So first up, we ran into some problems last time with gdb, various error messages. First thing, sometimes gbd is going to examine the wrong variable, as we saw when the names are ambiguous. One thing you can do to get around this-- we had problems with ambiguity between variables, which have the same name where one of them was in the spu thread and one of them was in the ppu thread. And so to work around this, one thing you can do is use spu-gdb, which will just log on to a particular spu thread, then you can just look for variable names in that thread. You can also, of course, rename your variables.
Second problem is that sometimes gdb will delete your breakpoints before you want it to delete them. Reason being, it will remove breakpoints whenever the program associated with a breakpoint has been unloaded. But sometimes you have more than one thread running the same program, and so the second one you won't be able to break into.
So again, you can use spu-gdb to log on to a particular thread if you want to do that. Another thing you can do is for example put a delay loop at the end of your spu thread in order to keep that thread running for as long as possible. It seems that as long as gdb doesn't unload that thread, then it won't delete your breakpoint.
And finally, I saw this kind of cryptic error thread event breakpoint gdb should not stop. Indeed it shouldn't. One thing, to get around this, it seems that this problem doesn't happen on spu-gdb.
So I'll just recap how to use spu-gdb to debug your programs. Last time we were using mostly ppu-gdb, which will help you debug kind of both your PPU program and your SPU program together. And you're able to switch between all the threads that are available. On the other hand, when you're using spu-gdb, it's just going to log on to a particular SPU thread. So what you do is you invoke your original people PPU program with SPU debug star equals 1. And then you can background it.
Now what happens is every time that your-- every time that your SPU-- sorry, every time that your program spawns a new SPU thread, it will print the process ID and then actually that thread, the spawned thread, will stop and wait for a debugger to attach to it. So at this point, you can run spu-gdb -p and then the process number that they give you. And when you attach to it, you can continue that thread to resume debugging. Any questions?
OK, so the Cell simulator is one of the tools that we have available to help you debug. This is how you invoke it if you have it installed, opt/ibm/systemsim-cell/bin/systemsim, and you want to use -g to use the graphical interface. And a little window will pop up and you'll click Go. The window looks like this. It actually, from here, you can have a lot of fine-grained control over how your program is running. In fact you can advance the state of the simulation cycle by cycle to look at what's going on inside the simulated Cell system.

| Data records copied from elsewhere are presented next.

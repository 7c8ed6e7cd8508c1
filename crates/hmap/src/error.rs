//! Error types for descriptor parsing, map resolution and device lifecycle.

use crate::usage::Usage;
use thiserror::Error;

/// Malformed report descriptor. Every variant carries the byte offset of the
/// offending item.
#[derive(Error, Debug, Clone, PartialEq, Eq)]
pub enum DescriptorError {
    #[error("Truncated item at offset {offset}")]
    Truncated { offset: usize },

    #[error("Push stack overflow at offset {offset} (max depth {max})")]
    StackOverflow { offset: usize, max: usize },

    #[error("Pop without matching push at offset {offset}")]
    StackUnderflow { offset: usize },

    #[error("{depth} push item(s) without matching pop at end of descriptor (offset {offset})")]
    UnbalancedPush { offset: usize, depth: usize },

    #[error("Report size {size} exceeds 32 bits at offset {offset}")]
    ReportSizeTooLarge { offset: usize, size: u32 },

    #[error("Invalid report ID {id} at offset {offset}")]
    InvalidReportId { offset: usize, id: u32 },

    #[error("End collection without open collection at offset {offset}")]
    UnbalancedCollection { offset: usize },

    #[error("Invalid usage range {min}..={max} at offset {offset}")]
    InvalidUsageRange { offset: usize, min: Usage, max: Usage },

    #[error("Report exceeds addressable length at offset {offset}")]
    ReportTooLong { offset: usize },
}

impl DescriptorError {
    pub fn offset(&self) -> usize {
        match *self {
            Self::Truncated { offset }
            | Self::StackOverflow { offset, .. }
            | Self::StackUnderflow { offset }
            | Self::UnbalancedPush { offset, .. }
            | Self::ReportSizeTooLarge { offset, .. }
            | Self::InvalidReportId { offset, .. }
            | Self::UnbalancedCollection { offset }
            | Self::InvalidUsageRange { offset, .. }
            | Self::ReportTooLong { offset } => offset,
        }
    }
}

/// Failure reported by a [`HidTransport`](crate::transport::HidTransport).
#[derive(Error, Debug, Clone, PartialEq, Eq)]
pub enum TransportError {
    #[error("Failed to read from device: {0}")]
    ReadError(String),

    #[error("Failed to write to device: {0}")]
    WriteError(String),

    #[error("Invalid report format: {0}")]
    InvalidReport(String),

    #[error("Buffer too small: need {needed} bytes, got {actual}")]
    BufferTooSmall { needed: usize, actual: usize },

    #[error("Device disconnected")]
    Disconnected,
}

/// Result of a map callback.
#[derive(Error, Debug, Clone, PartialEq, Eq)]
pub enum CallbackError {
    /// Returned from the attaching call: the row is not invoked again at
    /// runtime or detach.
    #[error("Callback only runs at attach")]
    AttachOnly,

    #[error("Callback failed: {0}")]
    Failed(String),
}

pub type CallbackResult = Result<(), CallbackError>;

/// Failure reported by an [`EvdevSink`](crate::sink::EvdevSink).
#[derive(Error, Debug, Clone, PartialEq, Eq)]
pub enum SinkError {
    #[error("Sink registration failed: {0}")]
    RegistrationFailed(String),

    #[error("Sink already registered")]
    AlreadyRegistered,
}

#[derive(Error, Debug, Clone, PartialEq, Eq)]
pub enum HmapError {
    #[error("Descriptor error: {0}")]
    Descriptor(#[from] DescriptorError),

    #[error("Required map row {name} matched no descriptor item")]
    RequiredRowUnbound { name: &'static str },

    #[error("Transport error: {0}")]
    Transport(#[from] TransportError),

    #[error("Resource error: {0}")]
    Resource(String),

    #[error("Sink error: {0}")]
    Sink(#[from] SinkError),

    #[error("Top-level collection {usage} is not handled by this driver")]
    UnsupportedCollection { usage: Usage },

    #[error("Device already attached")]
    AlreadyAttached,

    #[error("Device not attached")]
    NotAttached,

    #[error("No usage maps registered")]
    NoMaps,
}

pub type HmapResult<T> = Result<T, HmapError>;

impl HmapError {
    /// True for errors that leave the device usable for another attempt.
    pub fn is_lifecycle_misuse(&self) -> bool {
        matches!(
            self,
            Self::AlreadyAttached | Self::NotAttached | Self::NoMaps
        )
    }
}

#[cfg(test)]
mod tests {
    use super::*;

    #[test]
    fn test_error_display() {
        let err = HmapError::RequiredRowUnbound {
            name: "TIP_PRESSURE",
        };
        assert_eq!(
            err.to_string(),
            "Required map row TIP_PRESSURE matched no descriptor item"
        );

        let err = HmapError::from(DescriptorError::StackUnderflow { offset: 7 });
        assert_eq!(
            err.to_string(),
            "Descriptor error: Pop without matching push at offset 7"
        );

        let err = HmapError::from(TransportError::Disconnected);
        assert_eq!(err.to_string(), "Transport error: Device disconnected");
    }

    #[test]
    fn test_descriptor_error_offset() {
        let err = DescriptorError::InvalidUsageRange {
            offset: 12,
            min: Usage::new(0x07, 0x10),
            max: Usage::new(0x07, 0x04),
        };
        assert_eq!(err.offset(), 12);
        assert_eq!(
            DescriptorError::ReportSizeTooLarge {
                offset: 3,
                size: 64
            }
            .offset(),
            3
        );
    }

    #[test]
    fn test_lifecycle_misuse() {
        assert!(HmapError::AlreadyAttached.is_lifecycle_misuse());
        assert!(HmapError::NoMaps.is_lifecycle_misuse());
        assert!(!HmapError::Resource("x".to_string()).is_lifecycle_misuse());
    }
}
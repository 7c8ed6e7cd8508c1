//! Convenience re-exports for common test utilities.
//!
//! ```rust,ignore
//! use hmap_test_helpers::prelude::*;
//! ```

pub use crate::builder::{DescriptorBuilder, collection, input};
pub use crate::init_test_tracing;
pub use crate::must::{must, must_err, must_some, must_with};

#[cfg(feature = "tracking")]
pub use crate::tracking::{AllocationGuard, TrackingAllocator, track};

#[cfg(feature = "mock")]
pub use crate::mock::{CountingSink, MockTransport, RecordedEvent, RecordingSink};

#[cfg(feature = "fixtures")]
pub use crate::fixtures::{
    CONSUMER_MAP, KEYBOARD_MAP, MOUSE_MAP, attached, keyboard_descriptor, mouse_descriptor,
    multi_report_descriptor, pen_descriptor, pen_descriptor_without_pressure, pen_report,
    system_control_descriptor,
};

pub type TestResult = Result<(), Box<dyn std::error::Error>>;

And when you boot up this simulator, you can actually get a complete Linux environment in there with an x term. And what you can do in this Linux environment is you can copy over programs and then you can-- you can copy over programs which were compiled for the Cell, and then you can run them. In order to transfer a program to your simulated system so that you can run it, you can use this function-- or you can use this program call through which is available on the simulated system.
And what it will do is it will grab onto a file which is on the host system and copy it in. And it will just put it on standard out so you can redirect it to whatever file you want. And then when you make it executable, then you can run it. All right, questions?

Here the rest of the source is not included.